数据集:
empathetic_dialogues
语言:
计算机处理:
monolingual大小:
10K<n<100K语言创建人:
crowdsourced批注创建人:
crowdsourced源数据集:
original预印本库:
arxiv:1811.00207许可:
这是Towards Empathetic Open-domain Conversation Models: a New Benchmark and Dataset的PyTorch原始实现。
'train'的一个示例如下。
{
"context": "sentimental",
"conv_id": "hit:0_conv:1",
"prompt": "I remember going to the fireworks with my best friend.
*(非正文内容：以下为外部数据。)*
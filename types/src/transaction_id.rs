//! Client-generated transaction identifiers.

use rand::{thread_rng, Rng};
use serde::{Deserialize, Deserializer, Serialize, Serializer};
use std::str::FromStr;

use crate::account::AccountReference;
use crate::error::{Error, Result};
use crate::time::Timestamp;

const EXPECTED: &str = "expecting <accountId>@<validStart>[?scheduled][/<nonce>]";

/// The client-generated ID for a transaction.
///
/// Used for retrieving receipts and records, and by the network to detect
/// duplicate submissions. Text form:
/// `<shard>.<realm>.<num>@<seconds>.<nanos>[?scheduled][/<nonce>]`. Parsing
/// also accepts the two suffixes in the opposite order.
#[derive(Clone, Copy, Debug, PartialEq, Eq, Hash)]
pub struct TransactionId {
    /// The account that pays for this transaction.
    pub account_id: AccountReference,

    /// The time from which this transaction is valid. Together with the
    /// transaction's valid duration this defines the window in which the
    /// network will process it.
    pub valid_start: Timestamp,

    pub nonce: Option<i32>,

    /// `true` if the transaction is scheduled.
    pub scheduled: bool,
}

impl TransactionId {
    /// Generate a new transaction ID for `account_id`.
    ///
    /// The valid start is backdated by a random 5 to 8 seconds so that small
    /// clock differences with the receiving node do not make it "in the
    /// future".
    #[must_use]
    pub fn generate(account_id: AccountReference) -> Self {
        let backdate = thread_rng().gen_range(5_000_000_000u64..8_000_000_000);
        let valid_start = Timestamp::now().saturating_sub_nanos(backdate);
        Self { account_id, valid_start, nonce: None, scheduled: false }
    }

    pub fn with_valid_start(account_id: AccountReference, valid_start: Timestamp) -> Self {
        Self { account_id, valid_start, nonce: None, scheduled: false }
    }

    /// Render the text form. Fails if the payer is an alias reference.
    pub fn to_canonical_string(&self) -> Result<String> {
        let mut out = format!("{}@{}", self.account_id.to_canonical_string()?, self.valid_start);
        if self.scheduled {
            out.push_str("?scheduled");
        }
        if let Some(nonce) = self.nonce {
            out.push_str(&format!("/{nonce}"));
        }
        Ok(out)
    }
}

fn parse_unsigned<T: FromStr>(text: &str) -> Result<T> {
    if text.is_empty() || !text.bytes().all(|b| b.is_ascii_digit()) {
        return Err(Error::format(EXPECTED));
    }
    text.parse().map_err(|_| Error::format(EXPECTED))
}

/// Seconds before the epoch carry a leading `-`. A leading `+` is rejected.
fn parse_seconds(text: &str) -> Result<i64> {
    match text.strip_prefix('-') {
        Some(magnitude) => {
            parse_unsigned::<u64>(magnitude)?;
            text.parse().map_err(|_| Error::format(EXPECTED))
        }
        None => parse_unsigned(text),
    }
}

fn parse_valid_start(text: &str) -> Result<Timestamp> {
    let (seconds, nanos) = text.split_once('.').ok_or_else(|| Error::format(EXPECTED))?;
    let seconds = parse_seconds(seconds)?;
    let nanos: u32 = parse_unsigned(nanos)?;
    if nanos >= 1_000_000_000 {
        return Err(Error::format("valid start nanoseconds out of range"));
    }
    Ok(Timestamp::new(seconds, nanos))
}

fn is_suffix_marker(c: char) -> bool {
    c == '?' || c == '/'
}

impl FromStr for TransactionId {
    type Err = Error;

    /// Parse `<account>@<seconds>.<nanos>` followed by optional `?scheduled`
    /// and `/<nonce>` suffixes, each at most once, in either order.
    fn from_str(s: &str) -> Result<Self> {
        let (account, rest) = s.split_once('@').ok_or_else(|| Error::format(EXPECTED))?;
        let account_id = AccountReference::parse(account)?;

        let start_len = rest.find(is_suffix_marker).unwrap_or(rest.len());
        let (valid_start, mut suffixes) = rest.split_at(start_len);
        let valid_start = parse_valid_start(valid_start)?;

        let mut nonce = None;
        let mut scheduled = false;
        while !suffixes.is_empty() {
            // Every suffix starts with a one-byte ASCII marker.
            let end = suffixes[1..].find(is_suffix_marker).map_or(suffixes.len(), |i| i + 1);
            let (suffix, tail) = suffixes.split_at(end);
            match suffix.split_at(1) {
                ("?", "scheduled") if !scheduled => scheduled = true,
                ("/", value) if nonce.is_none() => {
                    nonce = Some(value.parse::<i32>().map_err(|_| Error::format(EXPECTED))?);
                }
                _ => return Err(Error::format(EXPECTED)),
            }
            suffixes = tail;
        }

        Ok(Self { account_id, valid_start, nonce, scheduled })
    }
}

impl Serialize for TransactionId {
    fn serialize<S: Serializer>(&self, serializer: S) -> std::result::Result<S::Ok, S::Error> {
        let text = self.to_canonical_string().map_err(serde::ser::Error::custom)?;
        serializer.serialize_str(&text)
    }
}

impl<'de> Deserialize<'de> for TransactionId {
    fn deserialize<D: Deserializer<'de>>(deserializer: D) -> std::result::Result<Self, D::Error> {
        let text = String::deserialize(deserializer)?;
        text.parse().map_err(serde::de::Error::custom)
    }
}
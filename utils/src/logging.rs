//! Structured logging initialization via `tracing`.
//!
//! Two output formats are supported:
//! - [`LogFormat::Human`] — human-readable lines (development).
//! - [`LogFormat::Json`] — newline-delimited JSON (log aggregation).
//!
//! The filter level can be overridden at runtime via the `RUST_LOG`
//! environment variable. When `RUST_LOG` is not set, the caller-supplied
//! `level` string is used (e.g. `"info"`, `"debug,hedera_transactions=trace"`).

use std::str::FromStr;

use tracing_subscriber::{fmt, layer::SubscriberExt, util::SubscriberInitExt, EnvFilter};

/// Selects the output format for structured logs.
#[derive(Debug, Clone, Copy, PartialEq, Eq)]
pub enum LogFormat {
    Human,
    Json,
}

impl FromStr for LogFormat {
    type Err = String;

    fn from_str(s: &str) -> Result<Self, Self::Err> {
        match s {
            "human" => Ok(Self::Human),
            "json" => Ok(Self::Json),
            other => Err(format!("unknown log format `{other}`, expected `human` or `json`")),
        }
    }
}

/// Initialise the global tracing subscriber.
///
/// # Panics
///
/// Panics if a global subscriber has already been set.
pub fn init_logging(format: LogFormat, level: &str) {
    let filter = EnvFilter::try_from_default_env().unwrap_or_else(|_| EnvFilter::new(level));

    match format {
        LogFormat::Human => {
            tracing_subscriber::registry()
                .with(filter)
                .with(fmt::layer().with_target(true))
                .init();
        }
        LogFormat::Json => {
            tracing_subscriber::registry()
                .with(filter)
                .with(fmt::layer().json().with_target(true))
                .init();
        }
    }
}
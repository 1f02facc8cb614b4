//! Pseudo-random number generation on the network.

use hedera_types::Result;

use crate::encoder::FieldEncoder;
use crate::transaction::{Transaction, TransactionData};

/// Ask the network for a pseudo-random number.
///
/// With a `range` the record carries a number in `[0, range)`; without one
/// it carries 384 bits of random bytes.
pub type PrngTransaction = Transaction<PrngTransactionData>;

#[derive(Clone, Debug, Default, PartialEq, Eq)]
pub struct PrngTransactionData {
    pub range: Option<u32>,
}

impl PrngTransaction {
    pub fn get_range(&self) -> Option<u32> {
        self.data().range
    }

    pub fn range(&mut self, range: u32) -> &mut Self {
        self.data_mut().range = Some(range);
        self
    }
}

impl TransactionData for PrngTransactionData {
    fn kind(&self) -> &'static str {
        "prng"
    }

    fn encode_fields(&self, encoder: &mut FieldEncoder) -> Result<()> {
        encoder.encode("range", &self.range)
    }
}

#[cfg(test)]
mod tests {
    use super::*;
    use serde_json::{json, Value};

    #[test]
    fn range_is_first_field() {
        let mut tx = PrngTransaction::new();
        tx.range(100);
        let encoded = tx.encode().unwrap();
        assert_eq!(encoded.keys().next(), Some("range"));
        assert_eq!(encoded.get("range"), Some(&json!(100)));
    }

    #[test]
    fn unset_range_is_null() {
        let encoded = PrngTransaction::new().encode().unwrap();
        assert_eq!(encoded.get("range"), Some(&Value::Null));
    }
}
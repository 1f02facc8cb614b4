//! SDK configuration with TOML file support.

use serde::{Deserialize, Serialize};
use std::path::Path;
use std::time::Duration;

use hedera_types::{AccountReference, Hbar};
use hedera_utils::logging::{init_logging, LogFormat};

use crate::error::ConfigError;

/// Defaults applied to transactions that leave shared fields unset, plus
/// logging settings.
///
/// Can be loaded from a TOML file via [`SdkConfig::from_toml_file`] or
/// built programmatically (e.g. for tests).
#[derive(Clone, Debug, PartialEq, Serialize, Deserialize)]
pub struct SdkConfig {
    /// Account that pays for transactions, used to generate transaction ids.
    #[serde(default, skip_serializing_if = "Option::is_none")]
    pub operator_account_id: Option<AccountReference>,

    /// Fee bound in tinybars used when a transaction sets none.
    #[serde(default = "default_max_transaction_fee")]
    pub default_max_transaction_fee: Hbar,

    #[serde(default = "default_valid_duration_secs")]
    pub default_transaction_valid_duration_secs: u64,

    /// Log format: "human" or "json".
    #[serde(default = "default_log_format")]
    pub log_format: String,

    /// Log level filter: "trace", "debug", "info", "warn", "error".
    #[serde(default = "default_log_level")]
    pub log_level: String,
}

// ── Serde default helpers ──────────────────────────────────────────────

fn default_max_transaction_fee() -> Hbar {
    Hbar::new(2)
}

fn default_valid_duration_secs() -> u64 {
    120
}

fn default_log_format() -> String {
    "human".to_string()
}

fn default_log_level() -> String {
    "info".to_string()
}

// ── Impl ───────────────────────────────────────────────────────────────

impl SdkConfig {
    /// Load configuration from a TOML file.
    pub fn from_toml_file(path: impl AsRef<Path>) -> Result<Self, ConfigError> {
        let content = std::fs::read_to_string(path)?;
        Self::from_toml_str(&content)
    }

    /// Parse configuration from a TOML string.
    pub fn from_toml_str(s: &str) -> Result<Self, ConfigError> {
        toml::from_str(s).map_err(|e| ConfigError::Parse(e.to_string()))
    }

    /// Serialize the configuration to a TOML string.
    pub fn to_toml_string(&self) -> Result<String, ConfigError> {
        toml::to_string_pretty(self).map_err(|e| ConfigError::Serialize(e.to_string()))
    }

    pub fn default_transaction_valid_duration(&self) -> Duration {
        Duration::from_secs(self.default_transaction_valid_duration_secs)
    }

    pub fn log_format(&self) -> Result<LogFormat, ConfigError> {
        self.log_format.parse::<LogFormat>().map_err(ConfigError::Parse)
    }

    /// Install the global tracing subscriber described by this config.
    pub fn init_logging(&self) -> Result<(), ConfigError> {
        init_logging(self.log_format()?, &self.log_level);
        Ok(())
    }
}

impl Default for SdkConfig {
    fn default() -> Self {
        Self {
            operator_account_id: None,
            default_max_transaction_fee: default_max_transaction_fee(),
            default_transaction_valid_duration_secs: default_valid_duration_secs(),
            log_format: default_log_format(),
            log_level: default_log_level(),
        }
    }
}
//! Shared utilities for the Hedera SDK.

pub mod logging;

pub use logging::{init_logging, LogFormat};
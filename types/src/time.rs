//! Timestamp type used for transaction validity windows.
//!
//! Seconds and nanoseconds since the Unix epoch (UTC), matching the
//! resolution the network uses for `transactionValidStart`.

use serde::{Deserialize, Serialize};
use std::fmt;
use std::time::{SystemTime, UNIX_EPOCH};

const NANOS_PER_SEC: i128 = 1_000_000_000;

/// A point in time with nanosecond precision.
///
/// `nanos` is always below one second; deserialized input is normalised the
/// same way [`Timestamp::new`] normalises it.
#[derive(Clone, Copy, Debug, Default, PartialEq, Eq, PartialOrd, Ord, Hash, Serialize, Deserialize)]
#[serde(from = "RawTimestamp")]
pub struct Timestamp {
    seconds: i64,
    nanos: u32,
}

/// Wire shape of a [`Timestamp`] before normalisation.
#[derive(Deserialize)]
struct RawTimestamp {
    seconds: i64,
    nanos: u32,
}

impl From<RawTimestamp> for Timestamp {
    fn from(raw: RawTimestamp) -> Self {
        Self::new(raw.seconds, raw.nanos)
    }
}

impl Timestamp {
    /// The epoch (time zero).
    pub const EPOCH: Self = Self { seconds: 0, nanos: 0 };

    /// Build a timestamp; `nanos` beyond one second carry into `seconds`.
    pub fn new(seconds: i64, nanos: u32) -> Self {
        let carry = i64::from(nanos / 1_000_000_000);
        Self { seconds: seconds.saturating_add(carry), nanos: nanos % 1_000_000_000 }
    }

    pub fn from_unix_nanos(total: i128) -> Self {
        let seconds = total.div_euclid(NANOS_PER_SEC);
        let nanos = total.rem_euclid(NANOS_PER_SEC) as u32;
        let seconds = seconds.clamp(i64::MIN as i128, i64::MAX as i128) as i64;
        Self { seconds, nanos }
    }

    /// Get the current system time as a `Timestamp`.
    pub fn now() -> Self {
        let elapsed = SystemTime::now()
            .duration_since(UNIX_EPOCH)
            .expect("system clock before Unix epoch");
        Self::new(elapsed.as_secs() as i64, elapsed.subsec_nanos())
    }

    pub fn seconds(&self) -> i64 {
        self.seconds
    }

    pub fn nanos(&self) -> u32 {
        self.nanos
    }

    pub fn as_unix_nanos(&self) -> i128 {
        i128::from(self.seconds) * NANOS_PER_SEC + i128::from(self.nanos)
    }

    /// Move this timestamp `nanos` nanoseconds into the past.
    pub fn saturating_sub_nanos(&self, nanos: u64) -> Self {
        Self::from_unix_nanos(self.as_unix_nanos() - i128::from(nanos))
    }
}

impl fmt::Display for Timestamp {
    fn fmt(&self, f: &mut fmt::Formatter<'_>) -> fmt::Result {
        write!(f, "{}.{:09}", self.seconds, self.nanos)
    }
}
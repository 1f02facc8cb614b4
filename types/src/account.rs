//! Account addresses: by account number or by public-key alias.

use serde::{Deserialize, Deserializer, Serialize, Serializer};
use std::str::FromStr;

use crate::entity_id::EntityParts;
use crate::error::{Error, Result};
use crate::keys::PublicKey;

/// How an account is identified within its shard and realm.
#[derive(Clone, Copy, Debug, PartialEq, Eq, Hash)]
pub enum AccountKind {
    /// By account sequence number.
    Numeric { num: u64 },
    /// By the public key the account was auto-created for.
    Aliased { alias: PublicKey },
}

/// Address of an account on Hedera.
///
/// Every reference carries a shard and realm; exactly one of `num` or `alias`
/// is present, selected by [`AccountKind`]. Transactions and queries may take
/// either form as input, but the network only ever reports numeric ids.
///
/// Equality and hashing are structural. Ledger checksums and EVM address
/// conversion are not implemented.
#[derive(Clone, Copy, Debug, PartialEq, Eq, Hash)]
pub struct AccountReference {
    shard: u64,
    realm: u64,
    kind: AccountKind,
}

impl AccountReference {
    pub const fn numeric(shard: u64, realm: u64, num: u64) -> Self {
        Self { shard, realm, kind: AccountKind::Numeric { num } }
    }

    /// Shorthand for `0.0.<num>`.
    pub const fn from_num(num: u64) -> Self {
        Self::numeric(0, 0, num)
    }

    pub const fn aliased(shard: u64, realm: u64, alias: PublicKey) -> Self {
        Self { shard, realm, kind: AccountKind::Aliased { alias } }
    }

    /// Parse the canonical `<shard>.<realm>.<num>` form.
    ///
    /// Always yields a numeric reference; text that does not match the
    /// grammar is an [`Error::Format`].
    pub fn parse(text: &str) -> Result<Self> {
        let parts = EntityParts::parse_checked(text)?;
        Ok(Self::numeric(parts.shard, parts.realm, parts.num))
    }

    /// Entry point for a reference that arrives as a bare string value
    /// inside a larger encoded structure.
    pub fn decode_from_single_string(text: &str) -> Result<Self> {
        Self::parse(text)
    }

    pub fn shard(&self) -> u64 {
        self.shard
    }

    pub fn realm(&self) -> u64 {
        self.realm
    }

    pub fn kind(&self) -> &AccountKind {
        &self.kind
    }

    pub fn num(&self) -> Option<u64> {
        match self.kind {
            AccountKind::Numeric { num } => Some(num),
            AccountKind::Aliased { .. } => None,
        }
    }

    pub fn alias(&self) -> Option<&PublicKey> {
        match &self.kind {
            AccountKind::Numeric { .. } => None,
            AccountKind::Aliased { alias } => Some(alias),
        }
    }

    pub fn is_aliased(&self) -> bool {
        matches!(self.kind, AccountKind::Aliased { .. })
    }

    /// Render `"{shard}.{realm}.{num}"`.
    ///
    /// Aliased references have no agreed text form yet and are rejected
    /// with [`Error::UnsupportedOperation`].
    pub fn to_canonical_string(&self) -> Result<String> {
        match self.kind {
            AccountKind::Numeric { num } => Ok(format!("{}.{}.{}", self.shard, self.realm, num)),
            AccountKind::Aliased { .. } => Err(Error::unsupported(
                "text rendering of alias account references",
            )),
        }
    }

    pub fn checksum(&self) -> Result<String> {
        Err(Error::unsupported("account id checksums"))
    }

    pub fn to_evm_address(&self) -> Result<[u8; 20]> {
        Err(Error::unsupported("EVM address conversion"))
    }
}

impl FromStr for AccountReference {
    type Err = Error;

    fn from_str(s: &str) -> Result<Self> {
        Self::parse(s)
    }
}

impl Serialize for AccountReference {
    fn serialize<S: Serializer>(&self, serializer: S) -> std::result::Result<S::Ok, S::Error> {
        let text = self.to_canonical_string().map_err(serde::ser::Error::custom)?;
        serializer.serialize_str(&text)
    }
}

impl<'de> Deserialize<'de> for AccountReference {
    fn deserialize<D: Deserializer<'de>>(deserializer: D) -> std::result::Result<Self, D::Error> {
        let text = String::deserialize(deserializer)?;
        Self::decode_from_single_string(&text).map_err(serde::de::Error::custom)
    }
}

#[cfg(test)]
mod tests {
    use super::*;

    fn dummy_alias() -> PublicKey {
        PublicKey([7u8; 32])
    }

    #[test]
    fn parse_canonical_form() {
        let account = AccountReference::parse("0.0.100").unwrap();
        assert_eq!(account.shard(), 0);
        assert_eq!(account.realm(), 0);
        assert_eq!(account.num(), Some(100));
        assert!(account.alias().is_none());
    }

    #[test]
    fn parse_rejects_malformed_text() {
        for input in ["abc", "1.2", "1.2.3.4", "-1.0.0", "", "1.2.x", "1.2.3 "] {
            let err = AccountReference::parse(input).unwrap_err();
            assert!(matches!(err, Error::Format(_)), "{input:?} gave {err:?}");
        }
    }

    #[test]
    fn format_numeric() {
        let account = AccountReference::numeric(1, 2, 3);
        assert_eq!(account.to_canonical_string().unwrap(), "1.2.3");
    }

    #[test]
    fn aliased_reference_exposes_alias_not_num() {
        let account = AccountReference::aliased(0, 0, dummy_alias());
        assert_eq!(account.num(), None);
        assert_eq!(account.alias(), Some(&dummy_alias()));
        assert!(account.is_aliased());
    }

    #[test]
    fn format_aliased_is_unsupported() {
        let account = AccountReference::aliased(0, 0, dummy_alias());
        let err = account.to_canonical_string().unwrap_err();
        assert!(matches!(err, Error::UnsupportedOperation(_)));
    }

    #[test]
    fn checksum_and_evm_address_are_unsupported() {
        let account = AccountReference::from_num(3);
        assert!(matches!(account.checksum(), Err(Error::UnsupportedOperation(_))));
        assert!(matches!(account.to_evm_address(), Err(Error::UnsupportedOperation(_))));
    }

    #[test]
    fn decode_from_single_string_propagates_failure() {
        assert_eq!(
            AccountReference::decode_from_single_string("0.0.7").unwrap(),
            AccountReference::from_num(7)
        );
        assert!(AccountReference::decode_from_single_string("0.0").is_err());
    }

    #[test]
    fn serde_uses_canonical_string() {
        let account = AccountReference::numeric(0, 0, 1001);
        let json = serde_json::to_string(&account).unwrap();
        assert_eq!(json, "\"0.0.1001\"");
        let back: AccountReference = serde_json::from_str(&json).unwrap();
        assert_eq!(back, account);
    }

    #[test]
    fn serializing_aliased_reference_fails() {
        let account = AccountReference::aliased(0, 0, dummy_alias());
        assert!(serde_json::to_string(&account).is_err());
    }

    #[test]
    fn deserializing_bad_string_fails() {
        assert!(serde_json::from_str::<AccountReference>("\"1.2.3.4\"").is_err());
        assert!(serde_json::from_str::<AccountReference>("42").is_err());
    }
}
There was a lot of people_comma_ but it only felt like us in the world.",
"selfeval": "5|5|5_2|2|5",
"speaker_idx": 1,
"tags": "",
"utterance": "I remember going to see the fireworks with my best friend. It was the first time we ever spent time alone together. Although there was a lot of people_comma_ we felt like the only people in the world.",
"utterance_idx": 1
}
所有拆分的数据字段相同。
默认| name | train | validation | test |
|---|---|---|---|
| default | 76673 | 12030 | 10943 |
创作共用 Attribution-NonCommercial 4.0 International 。
@inproceedings{rashkin-etal-2019-towards,
title = "Towards Empathetic Open-domain Conversation Models: A New Benchmark and Dataset",
author = "Rashkin, Hannah and
Smith, Eric Michael and
Li, Margaret and
Boureau, Y-Lan",
booktitle = "Proceedings of the 57th Annual Meeting of the Association for Computational Linguistics",
month = jul,
year = "2019",
address = "Florence, Italy",
publisher = "Association for Computational Linguistics",
url = "https://aclanthology.org/P19-1534",
doi = "10.18653/v1/P19-1534",
pages = "5370--5381",
}
感谢 @thomwolf , @patrickvonplaten , @lewtun 添加了这个数据集。